A Touch of Humbug

There are news reports this week that retail receipts in the High Street, especially in London’s West End, are poor for the Christmas season, and that once again we may not have to wait until the new year for the sales and price reductions to entice us into further spending.

I’m not a big shopper; I regard it as a chore rather than a leisure activity, and the sight of rows and rows of merchandise usually sends me straight back out of the door heading for a coffee.  You’ll not be surprised to learn that I, along with many others I suspect, have been an enthusiastic user of the internet for unavoidable shopping.  I left a few Christmas things a bit too late for delivery, so yesterday I hazarded a trip into the West End for a precision strike on a couple of shops.

After years of working in the area, I know most of the routes around, and from point to point, avoiding any need to walk along the hideousness of Oxford Street.  First stop was Marks and Spencer.

There are some things which are guaranteed to annoy me, but which I seem generally to forget about in between times.  This might sound like quite a good thing; but it also means that when I inadvertently put myself in the way of them, they aggravate me even more, because I forgot about the need to avoid them.  The Marks and Spencer shoe department is one of those things.  I wandered in there because I need some new slippers, as my old ones were soaked and beyond recovery after my recent domestic plumbing drama.
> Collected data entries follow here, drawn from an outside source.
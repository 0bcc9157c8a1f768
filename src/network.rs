//! Scalar value network.
//!
//! [`ValueModel`] is what the evaluation cache and the training loop need
//! from a model: single and batched forward passes, one gradient step on a
//! batch, and byte serialization for checkpoints. [`ValueNetwork`] is a
//! one-hidden-layer perceptron (ReLU hidden, tanh output) trained with Adam.

use bincode::{Decode, Encode};
use rand::Rng;
use thiserror::Error;

use crate::learning::adam::AdamOptimizer;

/// Model-level failures (serialization and shape checks).
#[derive(Error, Debug)]
pub enum ModelError {
    #[error("Model encode failed: {0}")]
    Encode(String),

    #[error("Model decode failed: {0}")]
    Decode(String),

    #[error("Shape mismatch: expected {expected}, got {actual}")]
    Shape { expected: usize, actual: usize },
}

/// Dense row-major `f32` matrix; one row per position.
#[derive(Debug, Clone, PartialEq, Default)]
pub struct Matrix {
    rows: usize,
    cols: usize,
    data: Vec<f32>,
}

impl Matrix {
    /// Zero-filled matrix.
    pub fn zeros(rows: usize, cols: usize) -> Self {
        Self {
            rows,
            cols,
            data: vec![0.0; rows * cols],
        }
    }

    /// Empty matrix with `cols` columns and room for `rows` rows.
    pub fn with_capacity(rows: usize, cols: usize) -> Self {
        Self {
            rows: 0,
            cols,
            data: Vec::with_capacity(rows * cols),
        }
    }

    /// Build from flat row-major data.
    pub fn from_vec(rows: usize, cols: usize, data: Vec<f32>) -> Result<Self, ModelError> {
        if data.len() != rows * cols {
            return Err(ModelError::Shape {
                expected: rows * cols,
                actual: data.len(),
            });
        }
        Ok(Self { rows, cols, data })
    }

    /// Append one row.
    pub fn push_row(&mut self, row: &[f32]) -> Result<(), ModelError> {
        if row.len() != self.cols {
            return Err(ModelError::Shape {
                expected: self.cols,
                actual: row.len(),
            });
        }
        self.data.extend_from_slice(row);
        self.rows += 1;
        Ok(())
    }

    pub fn rows(&self) -> usize {
        self.rows
    }

    pub fn cols(&self) -> usize {
        self.cols
    }

    #[inline]
    pub fn row(&self, i: usize) -> &[f32] {
        &self.data[i * self.cols..(i + 1) * self.cols]
    }

    #[inline]
    pub fn row_mut(&mut self, i: usize) -> &mut [f32] {
        &mut self.data[i * self.cols..(i + 1) * self.cols]
    }

    pub fn as_slice(&self) -> &[f32] {
        &self.data
    }
}

/// What the cache and the training loop need from a scalar model.
///
/// Outputs are White-relative values in `[-1, 1]`.
pub trait ValueModel: Clone + Send + Sync + 'static {
    /// Intermediate values kept from a batched forward pass for backprop.
    type Activations: Send;

    /// Input dimensionality.
    fn num_inputs(&self) -> usize;

    /// Forward one feature vector.
    fn forward_single(&self, input: &[f32]) -> f32;

    /// Forward every row of `inputs`, keeping activations.
    fn forward_batch(&self, inputs: &Matrix) -> (Vec<f32>, Self::Activations);

    /// One gradient step towards `targets` (mean squared error).
    ///
    /// `activations` must come from `forward_batch` on the same `inputs`
    /// with the current weights. Returns the pre-update loss.
    fn train(&mut self, inputs: &Matrix, activations: &Self::Activations, targets: &[f32]) -> f32;

    /// Serialize weights (and optimizer state) for a checkpoint.
    fn to_bytes(&self) -> Result<Vec<u8>, ModelError>;

    /// Inverse of [`ValueModel::to_bytes`].
    fn from_bytes(bytes: &[u8]) -> Result<Self, ModelError>;
}

/// Activations of [`ValueNetwork`]: hidden ReLU outputs and final outputs.
#[derive(Debug, Clone)]
pub struct NetworkActivations {
    hidden: Matrix,
    outputs: Vec<f32>,
}

/// One-hidden-layer value network.
///
/// Parameter layout in `params`:
/// `[w1 (hidden x inputs) | b1 (hidden) | w2 (hidden) | b2 (1)]`
#[derive(Debug, Clone, Encode, Decode)]
pub struct ValueNetwork {
    num_inputs: usize,
    hidden: usize,
    params: Vec<f32>,
    optimizer: AdamOptimizer,
}

impl ValueNetwork {
    /// Randomly initialised network (Glorot uniform weights, zero biases).
    pub fn new<R: Rng + ?Sized>(num_inputs: usize, hidden: usize, learning_rate: f32, rng: &mut R) -> Self {
        let num_params = Self::param_count(num_inputs, hidden);
        let mut params = vec![0.0; num_params];

        let r1 = (6.0 / (num_inputs + hidden) as f32).sqrt();
        for w in &mut params[..hidden * num_inputs] {
            *w = rng.random_range(-r1..r1);
        }
        let r2 = (6.0 / (hidden + 1) as f32).sqrt();
        let w2_start = hidden * num_inputs + hidden;
        for w in &mut params[w2_start..w2_start + hidden] {
            *w = rng.random_range(-r2..r2);
        }

        Self {
            num_inputs,
            hidden,
            params,
            optimizer: AdamOptimizer::new(num_params, learning_rate),
        }
    }

    pub fn param_count(num_inputs: usize, hidden: usize) -> usize {
        hidden * num_inputs + hidden + hidden + 1
    }

    pub fn hidden_units(&self) -> usize {
        self.hidden
    }

    pub fn params(&self) -> &[f32] {
        &self.params
    }

    pub fn optimizer(&self) -> &AdamOptimizer {
        &self.optimizer
    }

    pub fn optimizer_mut(&mut self) -> &mut AdamOptimizer {
        &mut self.optimizer
    }

    fn split(&self) -> (&[f32], &[f32], &[f32], f32) {
        let (w1, rest) = self.params.split_at(self.hidden * self.num_inputs);
        let (b1, rest) = rest.split_at(self.hidden);
        let (w2, b2) = rest.split_at(self.hidden);
        (w1, b1, w2, b2[0])
    }

    /// Hidden layer into `hidden_out`; returns the tanh output.
    #[inline]
    fn forward_into(&self, input: &[f32], hidden_out: &mut [f32]) -> f32 {
        let (w1, b1, w2, b2) = self.split();
        let mut acc = b2;
        for j in 0..self.hidden {
            let row = &w1[j * self.num_inputs..(j + 1) * self.num_inputs];
            let z: f32 = b1[j] + row.iter().zip(input).map(|(w, x)| w * x).sum::<f32>();
            let a = z.max(0.0);
            hidden_out[j] = a;
            acc += w2[j] * a;
        }
        acc.tanh()
    }
}

impl ValueModel for ValueNetwork {
    type Activations = NetworkActivations;

    fn num_inputs(&self) -> usize {
        self.num_inputs
    }

    fn forward_single(&self, input: &[f32]) -> f32 {
        debug_assert_eq!(input.len(), self.num_inputs);
        let mut hidden = vec![0.0; self.hidden];
        self.forward_into(input, &mut hidden)
    }

    fn forward_batch(&self, inputs: &Matrix) -> (Vec<f32>, NetworkActivations) {
        debug_assert_eq!(inputs.cols(), self.num_inputs);
        let mut hidden = Matrix::zeros(inputs.rows(), self.hidden);
        let outputs: Vec<f32> = (0..inputs.rows())
            .map(|i| self.forward_into(inputs.row(i), hidden.row_mut(i)))
            .collect();
        (
            outputs.clone(),
            NetworkActivations { hidden, outputs },
        )
    }

    fn train(&mut self, inputs: &Matrix, activations: &NetworkActivations, targets: &[f32]) -> f32 {
        let n = inputs.rows();
        debug_assert_eq!(targets.len(), n);
        debug_assert_eq!(activations.outputs.len(), n);
        if n == 0 {
            return 0.0;
        }

        let (w1_len, hidden, num_inputs) = (self.hidden * self.num_inputs, self.hidden, self.num_inputs);
        let b1_off = w1_len;
        let w2_off = b1_off + hidden;
        let b2_off = w2_off + hidden;

        let mut grads = vec![0.0_f32; self.params.len()];
        let mut loss = 0.0_f32;
        let inv_n = 1.0 / n as f32;

        for i in 0..n {
            let y = activations.outputs[i];
            let err = y - targets[i];
            loss += err * err;

            // d(mse)/d(pre-tanh)
            let d_out = 2.0 * err * inv_n * (1.0 - y * y);
            let h = activations.hidden.row(i);
            let x = inputs.row(i);

            grads[b2_off] += d_out;
            for j in 0..hidden {
                grads[w2_off + j] += d_out * h[j];
                if h[j] > 0.0 {
                    let d_hidden = d_out * self.params[w2_off + j];
                    grads[b1_off + j] += d_hidden;
                    let row = &mut grads[j * num_inputs..(j + 1) * num_inputs];
                    for (g, &xv) in row.iter_mut().zip(x) {
                        *g += d_hidden * xv;
                    }
                }
            }
        }

        self.optimizer.step(&mut self.params, &grads);
        loss * inv_n
    }

    fn to_bytes(&self) -> Result<Vec<u8>, ModelError> {
        bincode::encode_to_vec(self, bincode::config::standard())
            .map_err(|e| ModelError::Encode(e.to_string()))
    }

    fn from_bytes(bytes: &[u8]) -> Result<Self, ModelError> {
        let (net, _): (ValueNetwork, usize) =
            bincode::decode_from_slice(bytes, bincode::config::standard())
                .map_err(|e| ModelError::Decode(e.to_string()))?;
        let expected = Self::param_count(net.num_inputs, net.hidden);
        if net.params.len() != expected {
            return Err(ModelError::Shape {
                expected,
                actual: net.params.len(),
            });
        }
        if net.optimizer.num_params() != expected {
            return Err(ModelError::Shape {
                expected,
                actual: net.optimizer.num_params(),
            });
        }
        Ok(net)
    }
}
But as soon as I found the slippers, there it was, that thing that drives me mad.  The shoes are arranged on shelving stands, the small shoes on the top shelf, where the short people with little feet have to stand on tippy toes to be able to see them, while the large shoes, generally worn by taller people, are on the bottom shelf, meaning that in order to see them I would have to get down on my hands and knees.

No sale there then, and I’ll continue to use my British Airways issue slip-ons until they completely disintegrate.

And so I went to have a few moments respite and a cup of tea, only to be confronted by another pet hate.  The man sitting behind me slurped his way through a box of food, his face barely six inches from the table, his elbows splayed wide on the table.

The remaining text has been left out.